Баронесса фон Боценгейм села на приставленный к постели Швейка стул и сказала:
— Ческий зольдат, кароший зольдат, калека зольдат, храбрый зольдат. Я очень любиль ческий австриец. — При этом она гладила Швейка по его небритому лицу. — Я читаль всё в газете, я вам принесля кушать: «ам-ам»; курить, сосать… Ческий зольдат, бравый зольдат!.. Johann, kommen sie her! 15
Камердинер, своими взъерошенными бакенбардами напоминавший Бабинского,{45} притащил к постели громадную корзину. Компаньонка баронессы, высокая дама с заплаканным лицом, уселась к Швейку на постель и стала поправлять ему за спиной подушку, набитую соломой, с твёрдой уверенностью, что так полагается делать у постели раненых героев.

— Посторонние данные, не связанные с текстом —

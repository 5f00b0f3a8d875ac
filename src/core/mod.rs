//! Core engine types: players, RNG, and the error taxonomy.

pub mod error;
pub mod player;
pub mod rng;

pub use error::{ConfigError, InvalidPlay, TerminalStateError};
pub use player::{PlayerId, PlayerPair};
pub use rng::GameRng;
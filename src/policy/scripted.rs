//! A policy that replays a fixed action sequence.

use std::collections::VecDeque;

use crate::battle::{Action, BattleState};
use crate::cards::Catalog;
use crate::core::PlayerId;
use crate::deck::Deck;

use super::PlayerPolicy;

/// Plays a predetermined list of actions, then passes forever.
///
/// Used by tests and by replay verification: feeding a recorded action
/// sequence back through the engine must reproduce the recorded game.
#[derive(Clone, Debug, Default)]
pub struct ScriptedPolicy {
    actions: VecDeque<Action>,
}

impl ScriptedPolicy {
    /// Create a policy from a sequence of actions.
    #[must_use]
    pub fn new(actions: impl IntoIterator<Item = Action>) -> Self {
        Self {
            actions: actions.into_iter().collect(),
        }
    }

    /// Number of scripted actions remaining.
    #[must_use]
    pub fn remaining(&self) -> usize {
        self.actions.len()
    }
}

impl PlayerPolicy for ScriptedPolicy {
    fn decide(
        &mut self,
        _state: &BattleState,
        _player: PlayerId,
        _deck: &Deck,
        _catalog: &Catalog,
    ) -> Action {
        self.actions.pop_front().unwrap_or(Action::Pass)
    }
}
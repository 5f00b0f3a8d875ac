//! The battle engine: state, actions, and the deterministic turn resolver.

pub mod action;
pub mod resolver;
pub mod snapshot;
pub mod state;
pub mod unit;

pub use action::{Action, ActionOutcome};
pub use resolver::{resolve_turn, AttackTarget, TurnEvent, TurnRecord};
pub use snapshot::{StateSnapshot, UnitSnapshot};
pub use state::{BattleConfig, BattleState, Outcome, Tower};
pub use unit::{Unit, UnitId};
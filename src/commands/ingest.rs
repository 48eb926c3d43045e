use anyhow::{Context, Result};
use log::debug;
use std::fs;
use std::path::{Path, PathBuf};

use crate::api::authorize;
use crate::config::{RemoteConfig, Settings};
use crate::intake::{Photo, RecordIntake};

fn mime_for(path: &Path) -> &'static str {
    match path
        .extension()
        .and_then(|e| e.to_str())
        .map(|e| e.to_ascii_lowercase())
        .as_deref()
    {
        Some("jpg") | Some("jpeg") => "image/jpeg",
        Some("png") => "image/png",
        Some("heic") => "image/heic",
        Some("webp") => "image/webp",
        _ => "application/octet-stream",
    }
}

pub async fn ingest_command(settings: &Settings, data: &Path, photos: &[PathBuf]) -> Result<()> {
    let json = fs::read_to_string(data)
        .with_context(|| format!("Failed to read submission {:?}", data))?;

    let mut blobs = Vec::with_capacity(photos.len());
    for path in photos {
        let bytes = fs::read(path).with_context(|| format!("Failed to read photo {:?}", path))?;
        debug!("Photo {:?}: {} bytes", path, bytes.len());
        blobs.push(Photo::new(bytes, mime_for(path)));
    }

    let remote = RemoteConfig::from_env().context("Failed to read remote configuration")?;
    let clients = authorize(&remote).await.context("Authorization failed")?;

    let submission = RecordIntake::new(
        clients.rows.as_ref(),
        clients.objects.as_ref(),
        remote.photo_folder_id.clone(),
    )
    .with_labels(settings.status_labels())
    .submit(&json, blobs)
    .await
    .context("Failed to store submission")?;

    println!(
        "Stored well '{}' as row {} with {} photos.",
        submission.record_id,
        submission.row,
        submission.photo_ids.len()
    );
    Ok(())
}
//! Populates one worksheet from one record.

use log::{debug, info, warn};
use serde_json::Value;
use std::path::Path;

use super::cell::CellRef;
use super::mapping::{Applied, FieldMapping, FieldOutcome, OBSERVATIONS_FIELD, Skipped, survey_mapping};
use super::raster::Rasterizer;
use super::record::{Record, value_text};
use super::workbook::{BorderWeight, CellValue, Edge, OutsideFill, Worksheet, is_embeddable_image};
use crate::error::{Error, Result};

/// Fixed positions and sizes of the report template.
#[derive(Debug, Clone, PartialEq)]
pub struct SheetLayout {
    pub connections_anchor: CellRef,
    pub connections_width_px: u32,
    /// Receives the first connection's crown elevation.
    pub crown_elevation_cell: CellRef,
    pub placeholder_anchor: CellRef,
    pub observations_width: usize,
    pub observations_filler: char,
    pub content_last_row: u32,
    pub content_last_col: u16,
    pub outside_rgb: u32,
    pub outside_extra_rows: u32,
    pub outside_extra_cols: u16,
}

impl Default for SheetLayout {
    fn default() -> Self {
        Self {
            connections_anchor: CellRef::new(54, 12),   // M55
            connections_width_px: 380,
            crown_elevation_cell: CellRef::new(6, 3),  // D7
            placeholder_anchor: CellRef::new(1, 12),    // M2
            observations_width: 90,
            observations_filler: '_',
            content_last_row: 84,                       // row 85
            content_last_col: 18,                       // column S
            outside_rgb: 0xFFFFFF,
            outside_extra_rows: 60,
            outside_extra_cols: 20,
        }
    }
}

#[derive(Debug, Clone, Copy, PartialEq, Eq)]
pub enum FillStep {
    Fields,
    Connections,
    Placeholder,
    Frame,
}

/// What one `fill` call did, for logging and tests.
#[derive(Debug, Clone, Default, PartialEq)]
pub struct FillReport {
    pub fields: Vec<(String, FieldOutcome)>,
    pub connections_rendered: usize,
    pub placeholder_embedded: bool,
    pub failures: Vec<(FillStep, String)>,
}

impl FillReport {
    pub fn applied(&self) -> usize {
        self.fields.iter().filter(|(_, o)| o.is_ok()).count()
    }

    pub fn outcome(&self, field: &str) -> Option<&FieldOutcome> {
        self.fields.iter().find(|(name, _)| name == field).map(|(_, o)| o)
    }

    pub fn is_clean(&self) -> bool {
        self.failures.is_empty()
    }
}

/// Truncate or right-pad `text` to exactly `width` characters.
pub fn fixed_width(text: &str, width: usize, filler: char) -> String {
    let mut out: String = text.chars().take(width).collect();
    let len = out.chars().count();
    out.extend(std::iter::repeat(filler).take(width - len));
    out
}

pub struct SheetFiller {
    mapping: &'static FieldMapping,
    rasterizer: Rasterizer,
    placeholder: Option<Vec<u8>>,
    layout: SheetLayout,
}

impl SheetFiller {
    pub fn new(rasterizer: Rasterizer, layout: SheetLayout) -> Self {
        Self {
            mapping: survey_mapping(),
            rasterizer,
            placeholder: None,
            layout,
        }
    }

    pub fn with_placeholder(mut self, png: Option<Vec<u8>>) -> Self {
        self.placeholder = png;
        self
    }

    pub fn layout(&self) -> &SheetLayout {
        &self.layout
    }

    /// Read the schematic placeholder; a missing or undecodable file is
    /// logged and tolerated.
    pub fn load_placeholder(path: &Path) -> Option<Vec<u8>> {
        match std::fs::read(path) {
            Ok(bytes) if is_embeddable_image(&bytes) => Some(bytes),
            Ok(_) => {
                warn!("Schematic placeholder '{}' is not a readable image", path.display());
                None
            }
            Err(e) => {
                warn!("Schematic placeholder '{}' unavailable: {}", path.display(), e);
                None
            }
        }
    }

    /// Fill `sheet` in place from `record`.
    ///
    /// Each step is isolated: a failure is logged and recorded in the report
    /// while the remaining steps still run. Cell writes are idempotent, but
    /// images are appended, so calling this twice on the same sheet embeds the
    /// connections table and the placeholder twice. Callers fill each sheet
    /// once, or call [`Worksheet::clear_images`] first.
    pub fn fill(&self, sheet: &mut Worksheet, record: &Record) -> FillReport {
        let label = record.text("pozo_numero").unwrap_or_else(|| sheet.name().to_string());
        info!("Filling sheet '{}' for well '{}'", sheet.name(), label);

        let mut report = FillReport::default();

        report.fields = self.apply_fields(sheet, record);

        match self.embed_connections(sheet, record) {
            Ok(count) => report.connections_rendered = count,
            Err(e) => {
                warn!("Well '{}': connections table skipped: {}", label, e);
                report.failures.push((FillStep::Connections, e.to_string()));
            }
        }

        match self.embed_placeholder(sheet) {
            Ok(embedded) => report.placeholder_embedded = embedded,
            Err(e) => {
                warn!("Well '{}': schematic placeholder skipped: {}", label, e);
                report.failures.push((FillStep::Placeholder, e.to_string()));
            }
        }

        self.apply_frame(sheet);

        debug!(
            "Well '{}': {} fields applied, {} connections, {} failures",
            label,
            report.applied(),
            report.connections_rendered,
            report.failures.len()
        );
        report
    }

    fn apply_fields(&self, sheet: &mut Worksheet, record: &Record) -> Vec<(String, FieldOutcome)> {
        let mut outcomes = Vec::with_capacity(self.mapping.len());

        for (field, _) in self.mapping.iter() {
            let outcome = match self.mapping.resolve(field, record) {
                Ok(Applied::Written { cell, value }) if field == OBSERVATIONS_FIELD => {
                    let value = fixed_width(
                        &value,
                        self.layout.observations_width,
                        self.layout.observations_filler,
                    );
                    sheet.write(cell, value.clone());
                    sheet.style_mut(cell).font.underline = true;
                    Ok(Applied::Written { cell, value })
                }
                Ok(Applied::Written { cell, value }) => {
                    match record.get(field).and_then(Value::as_f64).filter(|n| n.is_finite()) {
                        Some(number) => sheet.write(cell, CellValue::Number(number)),
                        None => sheet.write(cell, value.clone()),
                    }
                    Ok(Applied::Written { cell, value })
                }
                Ok(Applied::Marked { cell, option }) => {
                    sheet.write(cell, super::mapping::MARK);
                    Ok(Applied::Marked { cell, option })
                }
                Err(skip) => {
                    if let Skipped::NoMatchingOption(value) = &skip {
                        debug!("Field '{}': '{}' matches no option, left blank", field, value);
                    }
                    Err(skip)
                }
            };
            outcomes.push((field.to_string(), outcome));
        }

        let mut extra: Vec<&String> = record
            .fields()
            .keys()
            .filter(|name| self.mapping.rule(name).is_none())
            .collect();
        extra.sort();
        outcomes.extend(extra.into_iter().map(|name| (name.clone(), Err(Skipped::Unmapped))));

        outcomes
    }

    fn embed_connections(&self, sheet: &mut Worksheet, record: &Record) -> Result<usize> {
        let connections = record.connections()?;
        if connections.is_empty() {
            return Ok(0);
        }

        if let Some(crown) = connections[0].crown_elevation.as_ref().and_then(value_text) {
            sheet.write(self.layout.crown_elevation_cell, crown);
        }

        let image = self
            .rasterizer
            .render(&connections, Some(self.layout.connections_width_px))?;
        sheet.add_image(self.layout.connections_anchor, image.png);
        Ok(connections.len())
    }

    fn embed_placeholder(&self, sheet: &mut Worksheet) -> Result<bool> {
        let Some(png) = &self.placeholder else {
            warn!("No schematic placeholder available for '{}'", sheet.name());
            return Ok(false);
        };
        if png.is_empty() {
            return Err(Error::missing_asset("schematic placeholder", "file is empty"));
        }
        if !is_embeddable_image(png) {
            return Err(Error::missing_asset("schematic placeholder", "not a readable image"));
        }
        sheet.add_image(self.layout.placeholder_anchor, png.clone());
        Ok(true)
    }

    fn apply_frame(&self, sheet: &mut Worksheet) {
        let last_row = self.layout.content_last_row;
        let last_col = self.layout.content_last_col;

        sheet.set_outside_fill(OutsideFill {
            last_row,
            last_col,
            rgb: self.layout.outside_rgb,
            extra_rows: self.layout.outside_extra_rows,
            extra_cols: self.layout.outside_extra_cols,
        });

        let edge = Some(Edge::from(BorderWeight::Thick));
        for row in 0..=last_row {
            sheet.style_mut(CellRef::new(row, last_col)).border_right = edge;
        }
        for col in 0..=last_col {
            sheet.style_mut(CellRef::new(last_row, col)).border_bottom = edge;
        }
    }
}
use anyhow::{Context, Result};

use super::generate_command;
use crate::api::authorize;
use crate::config::{RemoteConfig, Settings};
use crate::reset::reset_record;

pub async fn reset_command(settings: &Settings, identifier: &str, then_generate: bool) -> Result<()> {
    let remote = RemoteConfig::from_env().context("Failed to read remote configuration")?;
    let clients = authorize(&remote).await.context("Authorization failed")?;

    let row = reset_record(
        clients.rows.as_ref(),
        &settings.status_labels(),
        &settings.identifier_field,
        identifier,
    )
    .await
    .with_context(|| format!("Failed to reset '{}'", identifier))?;

    match row {
        Some(row) => println!("Row {} ('{}') is pending again.", row, identifier),
        None => anyhow::bail!("No row with {} = '{}'", settings.identifier_field, identifier),
    }

    if then_generate {
        generate_command(settings).await?;
    }
    Ok(())
}
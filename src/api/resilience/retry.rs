//! Backoff for row store and object store calls.
//!
//! Network drops, throttling and 5xx answers from the Google APIs are
//! retried; everything else fails on the first attempt.

use log::{debug, info, warn};
use rand::Rng;
use std::fmt::Display;
use std::future::Future;
use std::time::Duration;

#[derive(Debug, Clone)]
pub struct RetryConfig {
    /// Total tries, the first one included.
    pub attempts: u32,
    pub initial_delay: Duration,
    pub max_delay: Duration,
    pub multiplier: f64,
    /// Spread each wait over 50%..150% of its nominal value.
    pub jitter: bool,
}

impl Default for RetryConfig {
    fn default() -> Self {
        Self {
            attempts: 3,
            initial_delay: Duration::from_millis(500),
            max_delay: Duration::from_secs(30),
            multiplier: 2.0,
            jitter: true,
        }
    }
}

/// Why a remote call failed, as far as retrying is concerned.
#[derive(Debug, Clone, PartialEq, Eq)]
pub enum RetryableError {
    Network,
    Timeout,
    /// 429, Sheets' per-minute quota.
    RateLimited,
    Server(u16),
    Client(u16),
    /// 401 and 403; a new token is needed, not another attempt.
    Unauthorized,
    Other,
}

impl RetryableError {
    pub fn is_transient(&self) -> bool {
        matches!(
            self,
            RetryableError::Network
                | RetryableError::Timeout
                | RetryableError::RateLimited
                | RetryableError::Server(_)
        )
    }

    pub fn from_status_code(status: u16) -> Self {
        match status {
            401 | 403 => RetryableError::Unauthorized,
            408 => RetryableError::Timeout,
            429 => RetryableError::RateLimited,
            500..=599 => RetryableError::Server(status),
            400..=499 => RetryableError::Client(status),
            _ => RetryableError::Other,
        }
    }

    pub fn from_reqwest_error(error: &reqwest::Error) -> Self {
        match error.status() {
            _ if error.is_timeout() => RetryableError::Timeout,
            _ if error.is_connect() || error.is_request() => RetryableError::Network,
            Some(status) => Self::from_status_code(status.as_u16()),
            None => RetryableError::Other,
        }
    }
}

/// Errors that know whether they are worth another attempt.
pub trait Classify {
    fn classify(&self) -> RetryableError;
}

impl Classify for reqwest::Error {
    fn classify(&self) -> RetryableError {
        RetryableError::from_reqwest_error(self)
    }
}

#[derive(Debug, Clone, Default)]
pub struct RetryPolicy {
    config: RetryConfig,
}

impl RetryPolicy {
    pub fn new(config: RetryConfig) -> Self {
        Self { config }
    }

    /// Await `operation` until it succeeds, fails for good or the attempts
    /// are used up. The last error is returned as is.
    pub async fn execute<F, Fut, T, E>(&self, name: &str, operation: F) -> Result<T, E>
    where
        F: Fn() -> Fut,
        Fut: Future<Output = Result<T, E>>,
        E: Classify + Display,
    {
        let attempts = self.config.attempts.max(1);
        let mut attempt = 1;

        loop {
            debug!("{}: attempt {} of {}", name, attempt, attempts);
            let error = match operation().await {
                Ok(value) => {
                    if attempt > 1 {
                        info!("{}: recovered on attempt {}", name, attempt);
                    }
                    return Ok(value);
                }
                Err(error) => error,
            };

            let kind = error.classify();
            if !kind.is_transient() || attempt >= attempts {
                warn!("{}: giving up after attempt {} ({:?}): {}", name, attempt, kind, error);
                return Err(error);
            }

            let wait = self.delay_before(attempt + 1);
            warn!("{}: {:?} on attempt {}, retrying in {:?}: {}", name, kind, attempt, wait, error);
            tokio::time::sleep(wait).await;
            attempt += 1;
        }
    }

    /// Wait inserted before try number `attempt` (2 is the first retry).
    fn delay_before(&self, attempt: u32) -> Duration {
        let exponent = attempt.saturating_sub(2).min(64) as i32;
        let mut secs = (self.config.initial_delay.as_secs_f64() * self.config.multiplier.powi(exponent))
            .min(self.config.max_delay.as_secs_f64());
        if self.config.jitter {
            secs *= rand::thread_rng().gen_range(0.5..=1.5);
        }
        Duration::from_secs_f64(secs.max(0.0))
    }
}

Баронесса между тем вынимала из корзины подарки. Целую дюжину жареных цыплят, завёрнутых в розовую папиросную бумагу и перевязанных чёрно-жёлтой шёлковой ленточкой, две бутылки какого-то ликёра военного производства с этикеткой: «Gott strafe England» 16; на этикетке с другой стороны бутылки были изображены Франц-Иосиф и Вильгельм, державшие друг друга за руки, словно в детской игре «Агу — не могу, засмейся — не хочу»; потом баронесса вынула три бутылки вина для выздоравливающих и две коробки сигарет. Всё это она с изяществом разложила на свободной постели возле Швейка. Потом рядом появилась книга в прекрасном переплёте — «Картинки из жизни нашего монарха», которую написал заслуженный главный редактор нашей нынешней официальной газеты «Чехословацкая республика»; редактор тонко разбирался в жизни старого Франца-Иосифа.
Очутились на постели и плитки шоколада с той же надписью «Gott strafe England» и опять с изображением австрийского и германского императоров. Но на шоколаде императоры уже не держались за руки, а стояли отдельно, повернувшись спиной друг к другу. Рядом баронесса положила красивую двойную зубную щётку с надписью «Viribus unitis» 17, сделанной для того, чтобы каждый, кто будет чистить ею зубы, не забывал об Австрии. Элегантным подарком, совершенно необходимым для фронта и окопов, оказался полный маникюрный набор. На футляре была картинка, на которой разрывалась шрапнель и герой в стальной каске с винтовкой наперевес бросался в атаку. Под картинкой стояло: «Fur Gott, Kaiser und Vaterland!» 18
Пачка сухарей была без картинки, но зато на ней написали стихотворение:
Osterreich, du edies Haus,
steck deine Fahne aus,
lass sie im Winde weh,
Osterreich muss ewig stehen!
На другой стороне был помещён чешский перевод:
О Австро-Венгрия! Могучая держава!
Пусть развевается твой благородный флаг!
Пусть развевается он величаво,
Неколебима Австрия в веках!
Последним подарком был горшок с белым гиацинтом. Когда баронесса фон Боценгейм увидела всё это на постели Швейка, она не могла сдержать слёз умиления. У нескольких изголодавшихся симулянтов также потекли… слюнки. Компаньонка, продолжая поддерживать сидящего на койке Швейка, тоже прослезилась. Было тихо, словно в церкви. Тишину внезапно нарушил Швейк, он сложил руки, как на молитве, и заговорил:
— «Отче наш. Иже еси на небеси, да святится имя твоё, да приидет царствие твоё…» Пардон, мадам, наврал! Я хотел сказать: «Господи боже, отец небесный, благослови эти дары, иже щедрости ради твоей вкусим. Аминь».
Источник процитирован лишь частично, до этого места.